Prep 0 mins
Cook 48 mins
This is such an easy dessert to make, and very delicious, and so satisfying to the chocolate lover!!
- 2 cups flour
- 1 1⁄2 teaspoons baking powder
- 1⁄4 teaspoon salt
- 1⁄2 cup butter, softened
- 3⁄4 cup sugar
- 2 eggs
- 1 teaspoon vanilla
- 1 1⁄2 cups cranberry almond crunch cereal
- 3 squares baker's white chocolate, chopped
- 4 squares baker's semisweet chocolate, chopped
- Preheat oven to 325°F
- Mix flour, baking powder and salt; set aside.
- Beat butter and sugar in a large bowl, with electric mixer on medium speed until light and fluffy. Blend in eggs and vanilla. Gradually add flour mixture, beating well after each addition. Stir in cereal and white chocolate. Divide dough in half. Shape each half into 14x2 inch log, with lightly floured hands; place on greased baking sheet.
- Bake 25-30 minutes or until lighty browned. Remove from baking sheet, place on cutting board; cool 10 minutes. Using a serrated knife, diagonally cut each log into 12 slices; place upright on baking sheet. 1/2 inch apart. Bake an additional 12-15 minutes or until slightly dried. Remove from baking sheet. Cool on wire racks.
- Dip biscotti in melted semisweet chocolate. (or drizzle chocolate over biscotti). Let stand until set. Store in tightly covered container at room temperature.
- VARIATION: Omit semisweet chocolate. Sprinkle cooled biscotti with icing sugar. Or drizzle with combined 1 cup icing sugar and 2 tablespoons orange juice. Let stand until set.
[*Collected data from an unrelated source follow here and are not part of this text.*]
//! Display name -> runtime-safe session identifier.

use unicode_normalization::{UnicodeNormalization, char::is_combining_mark};

/// Replaces every character outside `[a-z0-9_-]`.
pub const PLACEHOLDER: char = '_';

pub const CONTAINER_PREFIX: &str = "scratch_";

/// Canonical identifier for a human-readable name.
///
/// Decomposes (NFD), drops combining marks, lowercases, then maps every
/// character outside `[a-z0-9_-]` to [`PLACEHOLDER`] one-for-one. Lossy: two
/// distinct names can produce the same identifier. Empty only when the input
/// is empty or made solely of combining marks.
pub fn normalize(raw: &str) -> String {
    raw.nfd()
        .filter(|c| !is_combining_mark(*c))
        .flat_map(char::to_lowercase)
        .map(|c| if is_allowed(c) { c } else { PLACEHOLDER })
        .collect()
}

fn is_allowed(c: char) -> bool {
    c.is_ascii_lowercase() || c.is_ascii_digit() || c == '_' || c == '-'
}

pub fn is_normalized(id: &str) -> bool {
    !id.is_empty() && id.chars().all(is_allowed)
}

/// `scratch_<id>_<port>`; kept for operators, metadata lives in labels.
pub fn container_name(session_id: &str, port: u16) -> String {
    format!("{CONTAINER_PREFIX}{session_id}_{port}")
}

/// One durable volume per identifier, shared by every session of that user.
pub fn volume_name(session_id: &str) -> String {
    format!("{CONTAINER_PREFIX}{session_id}")
}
I'm giving this 5 stars because of taste and ease of making. Having said that, I wanted to add more cranberry taste to the biscotti. To that end, I added about 3 ounces of craisins. They taste great, but think I should have chopped up the craisins. When sliced, the large craisins stuck on the knife and left holes in the biscotti slices. I think next time I will also crush the cereal up a bit before adding to the dough. I will definitely make these again! Thnx for sharing, mariajane. Made for My-3-Chefs 2009.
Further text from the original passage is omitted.